╭─ DATA PROVIDED
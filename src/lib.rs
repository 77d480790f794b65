//! # Understudy
//!
//! Provider fallback core for console-style AI assistants that dispatch user
//! requests to one of several interchangeable LLM backends. For a single
//! logical generation request it decides which backend to try, in what order,
//! how to classify each failure, when to retry against a different backend,
//! and when to give up, while producing a complete audit trail of every
//! attempt.
//!
//! ## Architecture Overview
//!
//! Everything lives under the [`llm`] module:
//!
//! - **[`llm::adapter`]**: the [`BackendAdapter`] boundary every vendor
//!   integration implements, plus the [`AdapterRegistry`] resolving backend
//!   ids to live adapters
//! - **[`llm::chain`]**: execution modes and the pure chain selector mapping
//!   each mode to an ordered backend chain
//! - **[`llm::classifier`]**: failure categorization, retry verdicts, and the
//!   contract-violation heuristic for errors disguised as response text
//! - **[`llm::attempt`]**: the attempt audit trail — [`AttemptRecord`] and the
//!   per-request [`GenerationMetadata`] accumulator
//! - **[`llm::executor`]**: the [`FallbackExecutor`] state machine tying it
//!   all together
//!
//! ## Failure Semantics
//!
//! - **Terminal** failures (content/policy rejections) stop the chain
//!   immediately and propagate verbatim; a blocked request is never shopped
//!   across backends
//! - **Retryable** failures (timeout, rate limit, server error, adapter
//!   crash) fall through to the next backend; rate-limited failures insert a
//!   small bounded delay first
//! - On exhaustion the last retryable failure is re-raised wrapped with the
//!   complete attempt history
//!
//! ## Quick Start
//!
//! ```rust,no_run
//! use std::time::Duration;
//! use understudy::{
//!     AdapterRegistry, ChainConfig, ExecutionMode, FallbackExecutor, GenerationMetadata,
//! };
//!
//! #[tokio::main]
//! async fn main() -> Result<(), Box<dyn std::error::Error>> {
//!     let registry = AdapterRegistry::new();
//!     // ... register vendor adapters ...
//!     let executor = FallbackExecutor::new(registry, ChainConfig::default())?;
//!
//!     let mut metadata = GenerationMetadata::new();
//!     let output = executor
//!         .generate_with_fallback(
//!             "Summarize the borrow checker in one paragraph",
//!             ExecutionMode::DirectAnswer,
//!             &mut metadata,
//!             Duration::from_secs(30),
//!         )
//!         .await?;
//!
//!     println!("{} (via {:?})", output.text, metadata.winning_backend);
//!     Ok(())
//! }
//! ```

/// Provider fallback core: adapter boundary, chain selection, error
/// classification, attempt audit trail, and the fallback executor.
pub mod llm;

// Re-export the crate surface at the top level.
pub use llm::{
    AdapterRegistry, AttemptRecord, AttemptStatus, BackendAdapter, ChainConfig, ErrorCategory,
    ExecutionMode, ExecutorConfig, FallbackError, FallbackExecutor, GenerateError, GenerateOutput,
    GenerationMetadata, InvalidChainConfig, TokenUsage,
};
╰─
The answer must restate all of the entries exactly.

filename src/lib.rs
repository 77d480790f794b65
//! # Understudy
//!
//! Provider fallback core for console-style AI assistants that dispatch user
//! requests to one of several interchangeable LLM backends. For a single
//! logical generation request it decides which backend to try, in what order,
//! how to classify each failure, when to retry against a different backend,
//! and when to give up, while producing a complete audit trail of every
//! attempt.
//!
//! ## Architecture Overview
//!
//! Everything lives under the [`llm`] module:
//!
//! - **[`llm::adapter`]**: the [`BackendAdapter`] boundary every vendor
//!   integration implements, plus the [`AdapterRegistry`] resolving backend
//!   ids to live adapters
//! - **[`llm::chain`]**: execution modes and the pure chain selector mapping
//!   each mode to an ordered backend chain
//! - **[`llm::classifier`]**: failure categorization, retry verdicts, and the
//!   contract-violation heuristic for errors disguised as response text
//! - **[`llm::attempt`]**: the attempt audit trail — [`AttemptRecord`] and the
//!   per-request [`GenerationMetadata`] accumulator
//! - **[`llm::executor`]**: the [`FallbackExecutor`] state machine tying it
//!   all together
//!
//! ## Failure Semantics
//!
//! - **Terminal** failures (content/policy rejections) stop the chain
//!   immediately and propagate verbatim; a blocked request is never shopped
//!   across backends
//! - **Retryable** failures (timeout, rate limit, server error, adapter
//!   crash) fall through to the next backend; rate-limited failures insert a
//!   small bounded delay first
//! - On exhaustion the last retryable failure is re-raised wrapped with the
//!   complete attempt history
//!
//! ## Quick Start
//!
//! ```rust,no_run
//! use std::time::Duration;
//! use understudy::{
//!     AdapterRegistry, ChainConfig, ExecutionMode, FallbackExecutor, GenerationMetadata,
//! };
//!
//! #[tokio::main]
//! async fn main() -> Result<(), Box<dyn std::error::Error>> {
//!     let registry = AdapterRegistry::new();
//!     // ... register vendor adapters ...
//!     let executor = FallbackExecutor::new(registry, ChainConfig::default())?;
//!
//!     let mut metadata = GenerationMetadata::new();
//!     let output = executor
//!         .generate_with_fallback(
//!             "Summarize the borrow checker in one paragraph",
//!             ExecutionMode::DirectAnswer,
//!             &mut metadata,
//!             Duration::from_secs(30),
//!         )
//!         .await?;
//!
//!     println!("{} (via {:?})", output.text, metadata.winning_backend);
//!     Ok(())
//! }
//! ```

/// Provider fallback core: adapter boundary, chain selection, error
/// classification, attempt audit trail, and the fallback executor.
pub mod llm;

// Re-export the crate surface at the top level.
pub use llm::{
    AdapterRegistry, AttemptRecord, AttemptStatus, BackendAdapter, ChainConfig, ErrorCategory,
    ExecutionMode, ExecutorConfig, FallbackError, FallbackExecutor, GenerateError, GenerateOutput,
    GenerationMetadata, InvalidChainConfig, TokenUsage,
};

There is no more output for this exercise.